Otóż w październiku, wraz z podwyżką stóp procentowych, Rada podjęła także decyzję o podwyższeniu podstawowej stopy rezerwy obowiązkowej do 2 procent!.

Z dotychczasowej .....0.5 proc.

Ale tu komentarz NBP był minimalny.

Prezes NBP jedynie wyjaśnia, że decyzja miała charakter czysto operacyjny: jej celem było ułatwienie stabilizowania stopy "Polonia" w pobliżu stopy referencyjnej.

„Nie jest to decyzja, która wpływa bezpośrednio na stopień restrykcyjności polityki pieniężnej, ułatwia jedynie implementację tej polityki.

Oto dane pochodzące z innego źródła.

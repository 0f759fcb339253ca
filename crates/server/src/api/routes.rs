use axum::{
    http::{header, Method},
    middleware,
    routing::{get, post},
    Router,
};
use std::sync::Arc;
use tower_http::cors::{Any, CorsLayer};
use tower_http::trace::TraceLayer;

use super::middleware::{auth_middleware, metrics_middleware};
use super::{addon, handlers, links, media};
use crate::state::AppState;

pub fn create_router(state: Arc<AppState>) -> Router {
    // Catalog protocol, public and fetched cross-origin by players
    let cors = CorsLayer::new()
        .allow_origin(Any)
        .allow_methods([Method::GET, Method::OPTIONS])
        .allow_headers([header::CONTENT_TYPE]);

    let addon_routes = Router::new()
        .route("/manifest.json", get(addon::manifest))
        .route("/catalog/{content_type}/{catalog_id}", get(addon::catalog))
        .route(
            "/catalog/{content_type}/{catalog_id}/{extra}",
            get(addon::catalog_with_extra),
        )
        .route("/meta/{content_type}/{id}", get(addon::meta))
        .route("/stream/{content_type}/{id}", get(addon::stream))
        .layer(cors);

    // Administrative API, behind the authenticator
    let admin_routes = Router::new()
        .route("/config", get(handlers::get_config))
        .route("/media/stats", get(media::stats))
        .route("/media/{media_type}", get(media::list_media))
        .route(
            "/media/{media_type}/{external_id}",
            get(media::get_media)
                .patch(media::update_media)
                .delete(media::delete_media),
        )
        .route("/links", post(links::add_link))
        .layer(middleware::from_fn_with_state(
            Arc::clone(&state),
            auth_middleware,
        ));

    let api_routes = Router::new()
        .route("/health", get(handlers::health))
        .merge(admin_routes);

    Router::new()
        .nest("/stremio", addon_routes)
        .nest("/api/v1", api_routes)
        .route("/metrics", get(handlers::metrics))
        .layer(middleware::from_fn(metrics_middleware))
        .layer(TraceLayer::new_for_http())
        .with_state(state)
}
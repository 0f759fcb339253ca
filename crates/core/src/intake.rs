//! Turning a raw download link into a registrable variant.

use std::sync::Arc;

use tracing::{info, warn};

use crate::media::{MediaError, ResolvedMedia};
use crate::resolver::{MetadataResolver, SizeProbe};

/// A link whose metadata and size are both known.
#[derive(Debug, Clone)]
pub struct PreparedLink {
    pub resolved: ResolvedMedia,
    /// Human-readable size, e.g. "1.50 GB" or "unknown".
    pub size: String,
    /// File name shown under the stream title.
    pub display_name: String,
}

/// Runs the collaborators for a submitted link. Writes nothing.
pub struct LinkIntake {
    resolver: Arc<dyn MetadataResolver>,
    probe: Arc<dyn SizeProbe>,
}

impl LinkIntake {
    pub fn new(resolver: Arc<dyn MetadataResolver>, probe: Arc<dyn SizeProbe>) -> Self {
        Self { resolver, probe }
    }

    /// Probe the link's size, then resolve its metadata.
    ///
    /// Either collaborator failing aborts the whole intake.
    pub async fn prepare(&self, url: &str) -> Result<PreparedLink, MediaError> {
        let url = url.trim();
        let display_name = filename_from_url(url)?;

        let size = self.probe.probe(url).await?;

        let resolved = self
            .resolver
            .resolve(&display_name, url)
            .await?
            .ok_or_else(|| {
                warn!("No metadata found for '{}'", display_name);
                MediaError::ResolutionFailed(format!(
                    "could not parse metadata from filename '{}'",
                    display_name
                ))
            })?;

        info!(
            "Resolved '{}' as {} '{}' [{}], size {}",
            display_name, resolved.identity, resolved.title, resolved.quality, size
        );

        Ok(PreparedLink {
            resolved,
            size: size.to_string(),
            display_name,
        })
    }
}

/// Percent-decoded last path segment of `url`.
pub fn filename_from_url(url: &str) -> Result<String, MediaError> {
    let parsed = reqwest::Url::parse(url)
        .map_err(|e| MediaError::InvalidInput(format!("invalid url '{}': {}", url, e)))?;

    let segment = parsed
        .path_segments()
        .and_then(|mut segments| segments.rfind(|s| !s.is_empty()))
        .ok_or_else(|| MediaError::InvalidInput(format!("url '{}' has no file name", url)))?;

    let decoded = urlencoding::decode(segment)
        .map_err(|e| MediaError::InvalidInput(format!("bad percent-encoding in '{}': {}", url, e)))?;

    Ok(decoded.into_owned())
}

Póki co efektów tej decyzji jeszcze nie widzimy, bo zacznie ona obowiązywać począwszy od okresu utrzymywania rezerwy rozpoczynającego się 30 listopada. Od tego dnia banki będą średnio utrzymywać znacznie wyższe środki na rachunkach w NBP, co powinno ułatwić realizację celu operacyjnego polityki pieniężnej NBP, jakim jest kształtowanie stawki "Polonia" w pobliżu stopy referencyjnej NBP” – napisał enigmatycznym językiem dla suwerena prezes Glapiński.

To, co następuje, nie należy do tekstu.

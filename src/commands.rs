pub(crate) mod merge;
use std::fs::{self, File};
use std::io::Write;
use std::path::Path;

use anyhow::{Context, Result};
use serde::Serialize;
use serde_json::Serializer;
use serde_json::ser::PrettyFormatter;

pub fn ensure_directory(path: &Path) -> Result<()> {
    fs::create_dir_all(path)
        .with_context(|| format!("failed to create directory: {}", path.display()))
}

/// Writes `value` as JSON indented with three spaces, the layout the
/// downstream quality-control consumers expect.
pub fn write_json_indented<T: Serialize>(path: &Path, value: &T) -> Result<()> {
    if let Some(parent) = path.parent() {
        ensure_directory(parent)?;
    }

    let mut data = Vec::new();
    let formatter = PrettyFormatter::with_indent(b"   ");
    let mut serializer = Serializer::with_formatter(&mut data, formatter);
    value
        .serialize(&mut serializer)
        .with_context(|| format!("failed to serialize json: {}", path.display()))?;

    let mut file = File::create(path)
        .with_context(|| format!("failed to create json file: {}", path.display()))?;
    file.write_all(&data)
        .with_context(|| format!("failed to write json file: {}", path.display()))?;
    file.write_all(b"\n")
        .with_context(|| format!("failed to finalize json file: {}", path.display()))?;

    Ok(())
}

(Informacja ta ze strony PAP z 4.11.2021 roku).

Naprawdę?

A to dla mnie oznacza (patrz poprzednie zdjęcie z wizerunkiem śmietnika) , że Ci mądrzejsi Polacy zaczną w najbliższych dniach, tygodniach i miesiącach masowo sięgać do swoich bankowych oszczędności i równie masowo je wypłacać w celu wymiany ich na dobra doczesne.

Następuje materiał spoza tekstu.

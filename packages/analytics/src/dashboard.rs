//! Per-request dashboard assembly.
//!
//! One call per user action: the current dataset and species selection go
//! in, the table, chart series and map data come out.

use biodiv_map_analytics_models::{
    Dashboard, DashboardTotals, Marker, TableRow, TimeGranularity,
};
use biodiv_map_occurrence::OccurrenceDataset;
use biodiv_map_occurrence_models::OccurrenceRecord;
use biodiv_map_spatial::BoundaryIndex;

use crate::aggregate::{
    count_by_canton, count_by_period, count_by_province, count_by_reported_province,
    rank_cantons, rank_provinces,
};

/// Builds the dashboard for one species, with the time series at
/// `granularity`.
///
/// A species with no records is not an error: the table and markers are
/// empty and every canton and province count is zero.
#[must_use]
pub fn build_dashboard(
    dataset: &OccurrenceDataset,
    species: &str,
    granularity: TimeGranularity,
    index: &BoundaryIndex,
) -> Dashboard {
    let selected = dataset.filter_species(species);

    let cantons = count_by_canton(selected.iter().copied(), index);
    let provinces = count_by_province(&cantons);

    let totals = DashboardTotals {
        records: selected.len() as u64,
        with_coordinates: selected.iter().filter(|r| r.point.is_some()).count() as u64,
        inside_units: cantons.iter().map(|c| c.count).sum(),
    };

    log::debug!(
        "Dashboard for '{species}': {} records, {} with coordinates, {} inside cantons",
        totals.records,
        totals.with_coordinates,
        totals.inside_units
    );

    Dashboard {
        species: species.to_string(),
        totals,
        table: selected.iter().copied().map(TableRow::from).collect(),
        canton_counts: cantons.iter().map(|c| (c.code, c.count)).collect(),
        province_counts: provinces
            .iter()
            .map(|p| (p.province.clone(), p.count))
            .collect(),
        by_province: rank_provinces(provinces),
        by_canton: rank_cantons(cantons),
        by_reported_province: count_by_reported_province(selected.iter().copied()),
        granularity,
        by_period: count_by_period(selected.iter().copied(), granularity),
        markers: selected.iter().copied().filter_map(marker).collect(),
    }
}

fn marker(record: &OccurrenceRecord) -> Option<Marker> {
    let point = record.point?;
    Some(Marker {
        id: record.id.clone(),
        longitude: point.longitude,
        latitude: point.latitude,
        species: record.species.clone(),
        state_province: record.state_province.clone(),
        event_date: record.event_date,
    })
}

Dlatego ta rezerwa musiała być utworzona, by nie zabrakło gotówki w bankowych kasach i bankomatach.
Konkluzja.

W dniu 4 listopada Narodowy Bank Polski poinformował, że Prezes NBP prof. Adam Glapiński został uhonorowany przez Prezydenta Rzeczypospolitej Polskiej Pana Andrzeja Dudę specjalną Nagrodą Gospodarczą Prezydenta RP za "utrzymanie stabilności systemu bankowego w kryzysie spowodowanym pandemią wirusa SARS-CoV-2. Profesor Adam Glapiński to ekonomista i wykładowca akademicki, od 2016 roku Prezes Narodowego Banku Polskiego, zwolennik prowadzenia przez Polskę niezależnej polityki pieniężnej. Jako Prezes NBP znacząco zwiększył rezerwy złota w posiadaniu banku centralnego. Wspiera obrót gotówkowy jako gwarancję bezpiecznego i nieprzerwanego funkcjonowania gospodarki”.

Uzasadniając przyznanie prof. Adamowi Glapińskiemu Specjalnej Nagrody Gospodarczej Prezydenta RP, Andrzej Duda powiedział: […] „to nagroda, której (uwaga!) wcześniej nie było. Zdecydowałem się ją przyznać, dlatego że ostatnie dwa lata – a zwłaszcza poprzedni rok, ale w dużej części i ten – był to czas bardzo trudny także dla mnie jako Prezydenta, który martwi się o bezpieczeństwo Rzeczypospolitej. Chodzi także o bezpieczeństwo gospodarcze, a jego niezwykle ważną częścią jest bezpieczeństwo systemu bankowego".

A inflacja 6.8% .

Do tego trwa wspomniana na początku przeze mnie kosztowna kampania medialna prezesa Glapińskiego (pierwszy taki przypadek w historii Polski ) promująca prezesa NBP jak kandydatkę na miss Polonia, mająca związek z kończącą się kadencją na tym stanowisku w przyszłym roku.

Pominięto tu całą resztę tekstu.